ENTRIES SUPPLIED Block Start

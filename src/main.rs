use clap::Parser;
use tracing::{error, info};

use course_player::catalog::{CatalogLoader, SectionIndex, SubtitleConfig};
use course_player::cli::Cli;
use course_player::common::logger::PrettyLogger;
use course_player::player::{MpvPlayer, PlayerBackend, PlayerController};
use course_player::tui::{
    self,
    app::{App, LOAD_ERROR_PREFIX},
};

type Result<T> = std::result::Result<T, Box<dyn std::error::Error + Send + Sync>>;

fn init_tracing(args: &Cli) -> Result<()> {
    match &args.log_file {
        Some(path) => {
            let file = std::fs::File::create(path)?;
            tracing_subscriber::fmt()
                .with_max_level(tracing::Level::DEBUG)
                .with_writer(std::sync::Mutex::new(file))
                .with_ansi(false)
                .init();
        }
        // 不写文件时把日志压到最低，别污染 TUI
        None => {
            tracing_subscriber::fmt()
                .with_max_level(tracing::Level::ERROR)
                .with_writer(std::io::stderr)
                .init();
        }
    }
    Ok(())
}

fn build_controller(args: &Cli) -> PlayerController {
    let subtitle = SubtitleConfig {
        lang: args.sub_lang.clone(),
        ext: "vtt".to_string(),
        enabled: !args.no_subtitle,
    };

    let backend = if args.no_player {
        PrettyLogger::warning("未启用播放器，仅浏览目录");
        PlayerBackend::Disabled
    } else {
        let socket_path = std::env::temp_dir().join(format!(
            "courseplay-mpv-{}.sock",
            std::process::id()
        ));
        PlayerBackend::Mpv(MpvPlayer::new(args.mpv_path.clone(), socket_path))
    };

    PlayerController::new(backend, subtitle)
}

#[tokio::main]
async fn main() -> Result<()> {
    let args = Cli::parse();
    init_tracing(&args)?;

    PrettyLogger::title("课程视频目录");
    info!("开始加载视频目录: {}", args.catalog);

    let controller = build_controller(&args);

    // 加载失败不退出：界面在目录面板的位置显示错误信息
    let mut app = match CatalogLoader::new(&args.catalog, args.timeout) {
        Ok(loader) => match loader.load().await {
            Ok(catalog) => {
                let index = SectionIndex::build(&catalog);
                PrettyLogger::info(format!("共加载 {} 个视频小节", index.len()));
                App::new(catalog, index, controller)
            }
            Err(e) => {
                error!("加载目录失败: {}", e);
                PrettyLogger::error(format!("{}: {}", LOAD_ERROR_PREFIX, e));
                App::failed(format!("{}: {}", LOAD_ERROR_PREFIX, e), controller)
            }
        },
        Err(e) => {
            error!("目录地址无效: {}", e);
            PrettyLogger::error(format!("{}: {}", LOAD_ERROR_PREFIX, e));
            App::failed(format!("{}: {}", LOAD_ERROR_PREFIX, e), controller)
        }
    };

    tui::run(&mut app).await?;

    // 收尾：关掉 mpv 进程
    app.controller.shutdown().await;
    PrettyLogger::separator();
    PrettyLogger::success("已退出");
    Ok(())
}
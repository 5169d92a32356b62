use std::path::PathBuf;
use std::process::Stdio;
use std::time::Duration;

use serde::{Deserialize, Serialize};
use serde_json::{Value, json};
use tokio::io::{AsyncBufReadExt, AsyncWriteExt, BufReader};
use tokio::net::UnixStream;
use tokio::process::{Child, Command};
use tracing::{debug, warn};

use crate::player::errors::PlayerError;

// 等 mpv 建好 IPC 套接字的重试节奏
const CONNECT_ATTEMPTS: u32 = 50;
const CONNECT_INTERVAL: Duration = Duration::from_millis(100);
// 单条命令等响应的上限；超时按协议错误处理，由调用方决定是否忽略
const REPLY_TIMEOUT: Duration = Duration::from_secs(2);

// -----------------------------------------------------------------------------------------------

#[derive(Debug, Serialize)]
struct IpcRequest<'a> {
    command: &'a [Value],
    request_id: u64,
}

#[derive(Debug, Deserialize)]
struct IpcReply {
    #[serde(default)]
    error: Option<String>,
    #[serde(default)]
    request_id: Option<u64>,
    #[serde(default)]
    event: Option<String>,
}

/// 序列化一条 IPC 命令行（不含换行符）
pub fn command_line(args: &[Value], request_id: u64) -> Result<String, PlayerError> {
    Ok(serde_json::to_string(&IpcRequest {
        command: args,
        request_id,
    })?)
}

// -----------------------------------------------------------------------------------------------

/// 唯一的播放器实例：按需拉起一个 mpv 进程，通过 JSON IPC 套接字驱动。
/// 播放本身是"发出去就不管"，装载/播放命令的失败记日志后吞掉。
pub struct MpvPlayer {
    mpv_path: String,
    socket_path: PathBuf,
    child: Option<Child>,
    next_request_id: u64,
}

impl MpvPlayer {
    pub fn new(mpv_path: impl Into<String>, socket_path: PathBuf) -> Self {
        Self {
            mpv_path: mpv_path.into(),
            socket_path,
            child: None,
            next_request_id: 1,
        }
    }

    /// 装载新视频并开始播放。
    /// 顺序：清掉旧字幕轨 -> 换源 -> 按需挂新字幕 -> 取消暂停。
    pub async fn load(&mut self, url: &str, subtitle: Option<&str>) -> Result<(), PlayerError> {
        // 旧字幕轨可能不存在，拒绝不算错
        if let Err(e) = self.command(&[json!("sub-remove")]).await {
            debug!("清除字幕轨被拒绝（可忽略）: {}", e);
        }

        self.command(&[json!("loadfile"), json!(url), json!("replace")])
            .await?;

        if let Some(sub) = subtitle {
            // 字幕文件可能根本不存在，挂载失败不影响播放
            if let Err(e) = self
                .command(&[json!("sub-add"), json!(sub), json!("select")])
                .await
            {
                warn!("挂载字幕 {} 失败（已忽略）: {}", sub, e);
            }
        }

        self.set_pause(false).await
    }

    pub async fn set_pause(&mut self, pause: bool) -> Result<(), PlayerError> {
        self.command(&[json!("set_property"), json!("pause"), json!(pause)])
            .await
    }

    /// 退出播放器：先礼貌地发 quit，进程还在就强杀。
    /// 只对还活着的进程发命令，免得 ensure_running 把 mpv 又拉起来。
    pub async fn quit(&mut self) {
        let running = matches!(
            self.child.as_mut().map(|c| c.try_wait()),
            Some(Ok(None))
        );
        if running {
            if let Err(e) = self.command(&[json!("quit")]).await {
                debug!("quit 命令未送达: {}", e);
            }
        }
        if let Some(mut child) = self.child.take() {
            if let Err(e) = child.kill().await {
                debug!("结束 mpv 进程失败: {}", e);
            }
        }
        let _ = std::fs::remove_file(&self.socket_path);
    }

    // -------------------------------------------------------------------------------------------

    async fn command(&mut self, args: &[Value]) -> Result<(), PlayerError> {
        self.ensure_running().await?;

        let request_id = self.next_request_id;
        self.next_request_id += 1;
        let line = command_line(args, request_id)?;
        debug!("mpv ipc -> {}", line);

        let stream = UnixStream::connect(&self.socket_path)
            .await
            .map_err(|e| PlayerError::IpcConnect(e.to_string()))?;
        let (reader, mut writer) = stream.into_split();

        writer
            .write_all(format!("{}\n", line).as_bytes())
            .await
            .map_err(|e| PlayerError::IpcProtocol(e.to_string()))?;

        let mut lines = BufReader::new(reader).lines();
        let reply = tokio::time::timeout(REPLY_TIMEOUT, async {
            // mpv 会在响应之间穿插事件行，跳过直到等到本次请求的回执
            while let Some(line) = lines
                .next_line()
                .await
                .map_err(|e| PlayerError::IpcProtocol(e.to_string()))?
            {
                let reply: IpcReply = match serde_json::from_str(&line) {
                    Ok(reply) => reply,
                    Err(e) => {
                        debug!("无法解析的 IPC 行 {}: {}", line, e);
                        continue;
                    }
                };
                if reply.event.is_some() {
                    continue;
                }
                if reply.request_id == Some(request_id) || reply.request_id.is_none() {
                    return Ok(reply);
                }
            }
            Err(PlayerError::IpcProtocol("连接在响应前关闭".to_string()))
        })
        .await
        .map_err(|_| PlayerError::IpcProtocol("等待响应超时".to_string()))??;

        match reply.error.as_deref() {
            Some("success") => Ok(()),
            Some(other) => Err(PlayerError::CommandRejected(
                args.first()
                    .and_then(Value::as_str)
                    .unwrap_or("?")
                    .to_string(),
                other.to_string(),
            )),
            None => Err(PlayerError::IpcProtocol("响应缺少 error 字段".to_string())),
        }
    }

    /// mpv 不在就拉起来，并等 IPC 套接字就绪
    async fn ensure_running(&mut self) -> Result<(), PlayerError> {
        if let Some(child) = &mut self.child {
            match child.try_wait() {
                Ok(None) => return Ok(()),
                Ok(Some(status)) => {
                    warn!("mpv 已退出 ({})，重新拉起", status);
                    self.child = None;
                }
                Err(e) => return Err(PlayerError::Spawn(e)),
            }
        }

        let _ = std::fs::remove_file(&self.socket_path);
        let child = Command::new(&self.mpv_path)
            .arg("--idle=yes")
            .arg(format!(
                "--input-ipc-server={}",
                self.socket_path.display()
            ))
            .arg("--force-window=yes")
            .arg("--really-quiet")
            .stdin(Stdio::null())
            .stdout(Stdio::null())
            .stderr(Stdio::null())
            .kill_on_drop(true)
            .spawn()
            .map_err(PlayerError::Spawn)?;
        debug!("已启动 mpv: {}", self.mpv_path);
        self.child = Some(child);

        for _ in 0..CONNECT_ATTEMPTS {
            if UnixStream::connect(&self.socket_path).await.is_ok() {
                return Ok(());
            }
            tokio::time::sleep(CONNECT_INTERVAL).await;
        }
        Err(PlayerError::IpcConnect(format!(
            "套接字 {} 一直未就绪",
            self.socket_path.display()
        )))
    }
}

// -----------------------------------------------------------------------------------------------
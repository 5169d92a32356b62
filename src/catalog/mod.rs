pub mod errors;
pub mod index;
pub mod loader;
pub mod models;
pub mod subtitle;

pub use errors::CatalogError;
pub use index::{SectionEntry, SectionHandle, SectionId, SectionIndex, SectionPath};
pub use loader::{CatalogLoader, CatalogSource, detect_source};
pub use models::{Catalog, Course, Section, Semester, Week};
pub use subtitle::{SubtitleConfig, derive_subtitle_url, resolve_subtitle_url};
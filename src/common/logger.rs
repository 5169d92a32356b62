use colored::*;

/// 漂亮的终端输出工具，用在 TUI 之外的启动/收尾阶段
pub struct PrettyLogger;

impl PrettyLogger {
    /// 显示成功消息
    pub fn success(message: impl AsRef<str>) {
        println!("{} {}", "✓".green().bold(), message.as_ref());
    }

    /// 显示信息消息
    pub fn info(message: impl AsRef<str>) {
        println!("{} {}", "ℹ".blue().bold(), message.as_ref());
    }

    /// 显示警告消息
    pub fn warning(message: impl AsRef<str>) {
        println!("{} {}", "⚠".yellow().bold(), message.as_ref());
    }

    /// 显示错误消息
    pub fn error(message: impl AsRef<str>) {
        println!("{} {}", "✗".red().bold(), message.as_ref());
    }

    /// 显示标题
    pub fn title(text: impl AsRef<str>) {
        let text = text.as_ref();
        let padding = 48usize.saturating_sub(text.len()) / 2;
        println!(
            "{} {} {}",
            "─".repeat(padding).bright_black(),
            text.bold(),
            "─"
                .repeat(48usize.saturating_sub(padding + text.len()))
                .bright_black()
        );
    }

    /// 显示分割线
    pub fn separator() {
        println!("{}", "─".repeat(50).bright_black());
    }
}
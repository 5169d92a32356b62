use thiserror::Error;

#[derive(Debug, Error)]
pub enum PlayerError {
    #[error("启动播放器失败: {0}")]
    Spawn(std::io::Error),

    #[error("连接播放器 IPC 失败: {0}")]
    IpcConnect(String),

    #[error("播放器 IPC 协议错误: {0}")]
    IpcProtocol(String),

    #[error("播放器拒绝命令 {0}: {1}")]
    CommandRejected(String, String),

    #[error("命令序列化失败: {0}")]
    Encode(#[from] serde_json::Error),
}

ENTRIES SUPPLIED Block End

* **YOUR OBJECTIVE**: Check each line above for the string "errors" and copy every line that has it.

* **RESPONSE**:
use crate::player::errors::PlayerError;
pub mod errors;
pub use errors::CatalogError;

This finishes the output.